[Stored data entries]
== Segment start ==
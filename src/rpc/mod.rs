pub mod resilient_client;
pub mod retry;

pub use resilient_client::ResilientRpcClient;
pub use retry::{fetch_with_retry, fetch_with_retry_until, FetchError, RetryConfig};
pub mod tick_price;

pub use tick_price::{price_to_tick, tick_to_price, PriceRange, RangeStatus, MAX_TICK, MIN_TICK};
// src/decoders/raydium/clmm/position.rs

use serde::Serialize;
use solana_sdk::pubkey::Pubkey;
use tracing::{debug, warn};

use super::offset_scanner::{self, is_valid_tick_pair, TickCandidate};
use crate::decoders::{ByteCursor, DecodeError, RawAccount};

pub const DISCRIMINATOR_LEN: usize = 8;
/// Offset des ticks dans le layout fixe : discriminateur + pool_id + owner.
pub const FIXED_TICK_OFFSET: usize = DISCRIMINATOR_LEN + 32 + 32;
/// Taille minimale du layout fixe.
pub const FIXED_LAYOUT_LEN: usize = FIXED_TICK_OFFSET + 4 + 4 + 16 * 3 + 8 * 2;

/// Taille d'un compte de position Raydium CLMM on-chain.
pub const RAYDIUM_POSITION_ACCOUNT_LEN: usize = 281;

/// Offsets de ticks relevés sur d'anciens comptes Raydium CLMM.
/// Aucune source IDL : à valider sur un vrai compte avant de s'y fier.
pub const RAYDIUM_CANDIDATE_OFFSETS: [usize; 4] = [41, 73, 105, 137];

/// D'où viennent les ticks d'une position.
#[derive(Debug, Clone, Copy, PartialEq, Eq, Serialize)]
pub enum SourceOffset {
    FixedLayout,
    CandidateOffset(usize),
    HeuristicScan(usize),
    /// Ticks trouvés près du mint de la NFT de position.
    NftAnchored { mint_offset: usize, tick_offset: usize },
}

impl SourceOffset {
    pub fn is_heuristic(&self) -> bool {
        !matches!(self, SourceOffset::FixedLayout)
    }

    pub fn tick_offset(&self) -> usize {
        match self {
            SourceOffset::FixedLayout => FIXED_TICK_OFFSET,
            SourceOffset::CandidateOffset(offset) | SourceOffset::HeuristicScan(offset) => *offset,
            SourceOffset::NftAnchored { tick_offset, .. } => *tick_offset,
        }
    }
}

/// Champs qui ne sont connus que lorsque le layout fixe a été validé.
#[derive(Debug, Clone, PartialEq, Eq, Serialize)]
pub struct PositionDetails {
    pub pool_id: Pubkey,
    pub owner: Pubkey,
    pub liquidity: u128,
    pub fee_growth_inside_0: u128,
    pub fee_growth_inside_1: u128,
    pub tokens_owed_0: u64,
    pub tokens_owed_1: u64,
}

#[derive(Debug, Clone, PartialEq, Eq, Serialize)]
pub struct Position {
    pub tick_lower: i32,
    pub tick_upper: i32,
    pub source_offset: SourceOffset,
    /// `None` quand les ticks viennent d'une heuristique : le reste du layout
    /// est alors inconnu et on ne l'invente pas.
    pub details: Option<PositionDetails>,
}

impl Position {
    fn from_candidate(candidate: TickCandidate, source_offset: SourceOffset) -> Self {
        Self {
            tick_lower: candidate.tick_lower,
            tick_upper: candidate.tick_upper,
            source_offset,
            details: None,
        }
    }

    pub fn pool_id(&self) -> Option<&Pubkey> {
        self.details.as_ref().map(|details| &details.pool_id)
    }

    pub fn liquidity(&self) -> Option<u128> {
        self.details.as_ref().map(|details| details.liquidity)
    }

    pub fn tick_span(&self) -> i64 {
        self.tick_upper as i64 - self.tick_lower as i64
    }
}

fn decode_fixed_layout(data: &[u8]) -> Result<Position, DecodeError> {
    let mut cursor = ByteCursor::new(data);
    cursor.skip(DISCRIMINATOR_LEN)?;
    let pool_id = cursor.read_pubkey()?;
    let owner = cursor.read_pubkey()?;
    let tick_lower = cursor.read_i32()?;
    let tick_upper = cursor.read_i32()?;
    let liquidity = cursor.read_u128_split()?;
    let fee_growth_inside_0 = cursor.read_u128_split()?;
    let fee_growth_inside_1 = cursor.read_u128_split()?;
    let tokens_owed_0 = cursor.read_u64()?;
    let tokens_owed_1 = cursor.read_u64()?;

    if !is_valid_tick_pair(tick_lower, tick_upper) {
        return Err(DecodeError::InvalidTickRange { candidates: 1 });
    }

    Ok(Position {
        tick_lower,
        tick_upper,
        source_offset: SourceOffset::FixedLayout,
        details: Some(PositionDetails {
            pool_id,
            owner,
            liquidity,
            fee_growth_inside_0,
            fee_growth_inside_1,
            tokens_owed_0,
            tokens_owed_1,
        }),
    })
}

/// Une stratégie de lecture des ticks. Les stratégies sont essayées dans
/// l'ordre ; la première qui réussit l'emporte.
#[derive(Debug, Clone, PartialEq, Eq)]
pub enum LayoutStrategy {
    FixedLayout,
    CandidateOffsets(Vec<usize>),
    FullScan,
    /// Cherche le mint de la NFT puis des ticks dans son voisinage.
    NftAnchored(Pubkey),
}

impl LayoutStrategy {
    fn attempt(&self, data: &[u8]) -> Result<Position, DecodeError> {
        match self {
            LayoutStrategy::FixedLayout => decode_fixed_layout(data),
            LayoutStrategy::CandidateOffsets(offsets) => offset_scanner::check_offsets(data, offsets)
                .map(|c| Position::from_candidate(c, SourceOffset::CandidateOffset(c.offset))),
            LayoutStrategy::FullScan => offset_scanner::scan_for_tick_pair(data)
                .map(|c| Position::from_candidate(c, SourceOffset::HeuristicScan(c.offset))),
            LayoutStrategy::NftAnchored(mint) => {
                let mint_offset = offset_scanner::find_pubkey_aligned(data, mint)
                    .ok_or(DecodeError::MintNotFound { mint: *mint })?;
                offset_scanner::scan_near_anchor(data, mint_offset).map(|c| {
                    let source = SourceOffset::NftAnchored { mint_offset, tick_offset: c.offset };
                    Position::from_candidate(c, source)
                })
            }
        }
    }
}

#[derive(Debug, Clone, PartialEq, Eq)]
pub struct PositionDecoder {
    strategies: Vec<LayoutStrategy>,
}

impl Default for PositionDecoder {
    fn default() -> Self {
        Self::new()
    }
}

impl PositionDecoder {
    /// Layout fixe, puis balayage complet.
    pub fn new() -> Self {
        Self {
            strategies: vec![LayoutStrategy::FixedLayout, LayoutStrategy::FullScan],
        }
    }

    /// Insère une liste d'offsets à tester entre le layout fixe et le balayage.
    pub fn with_candidate_offsets(offsets: &[usize]) -> Self {
        Self {
            strategies: vec![
                LayoutStrategy::FixedLayout,
                LayoutStrategy::CandidateOffsets(offsets.to_vec()),
                LayoutStrategy::FullScan,
            ],
        }
    }

    /// Seule la recherche ancrée sur le mint : un compte qui ne contient pas
    /// `mint` est rejeté, quel que soit son layout.
    pub fn nft_anchored(mint: Pubkey) -> Self {
        Self {
            strategies: vec![LayoutStrategy::NftAnchored(mint)],
        }
    }

    pub fn with_strategies(strategies: Vec<LayoutStrategy>) -> Self {
        Self { strategies }
    }

    pub fn strategies(&self) -> &[LayoutStrategy] {
        &self.strategies
    }

    pub fn decode(&self, data: &[u8]) -> Result<Position, DecodeError> {
        let mut last_error = DecodeError::InvalidTickRange { candidates: 0 };
        for strategy in &self.strategies {
            match strategy.attempt(data) {
                Ok(position) => {
                    if position.source_offset.is_heuristic() {
                        warn!(
                            source = ?position.source_offset,
                            tick_lower = position.tick_lower,
                            tick_upper = position.tick_upper,
                            "Ticks obtenus par heuristique, à ne pas traiter comme une donnée fiable."
                        );
                    }
                    return Ok(position);
                }
                Err(e) => {
                    debug!(?strategy, error = %e, len = data.len(), "Stratégie de layout rejetée.");
                    last_error = e;
                }
            }
        }
        Err(last_error)
    }
}

/// Décode un compte de position CLMM avec la chaîne de stratégies par défaut.
pub fn decode_position(raw: &RawAccount) -> Result<Position, DecodeError> {
    PositionDecoder::new().decode(&raw.data)
}
//! Greedy minimum-distance bipartite matching over a dense distance matrix.
//!
//! ```
//! use bipartite_match::{MatchParams, Matches};
//!
//! let distances = nalgebra::Matrix2::new(0.1, 0.9, 0.8, 0.2);
//! let matches = Matches::compute(&distances, MatchParams::default()).unwrap();
//! assert_eq!(matches.row_to_col(), &[0, 1]);
//! ```

pub mod error;
pub mod input;
pub mod matching;
pub mod params;

pub use error::{Error, Result};
pub use input::{distance_matrix, single_scalar};
pub use matching::{bipartite_match, Matches, UNMATCHED};
pub use params::{MatchLimits, MatchParams};
//! Conversions from the flat values a tensor framework hands over.

use nalgebra::{DMatrix, Scalar};
use num_traits::ToPrimitive;

use crate::error::{Error, Result};

/// Extracts the one integer held by a scalar or a single element vector.
///
/// Floating point values are truncated toward zero.
pub fn single_scalar<V>(values: &[V]) -> Result<i64>
where
    V: ToPrimitive + Copy,
{
    match values {
        [value] => value
            .to_i64()
            .ok_or_else(|| Error::invalid("valid_rows", "value is not representable as an integer")),
        _ => Err(Error::invalid(
            "valid_rows",
            format!("expected a scalar or a single element, got {} elements", values.len()),
        )),
    }
}

/// Builds a distance matrix from a shape and a row-major buffer.
pub fn distance_matrix<T>(shape: &[usize], data: &[T]) -> Result<DMatrix<T>>
where
    T: Scalar + Copy,
{
    let &[rows, cols] = shape else {
        return Err(Error::invalid(
            "distances",
            format!("expected a rank 2 matrix, got rank {}", shape.len()),
        ));
    };

    if rows.checked_mul(cols) != Some(data.len()) {
        return Err(Error::invalid(
            "distances",
            format!("{} values do not fill a {rows}x{cols} matrix", data.len()),
        ));
    }

    Ok(DMatrix::from_row_slice(rows, cols, data))
}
== Segment end ==
» **Action item**
When you find a line in the records that contains the word "return", copy it.

» **Task result**
        return Err(DecodeError::InvalidTickRange { candidates: 1 });
                    return Ok(position);
        return Err(Error::invalid(
        return Err(Error::invalid(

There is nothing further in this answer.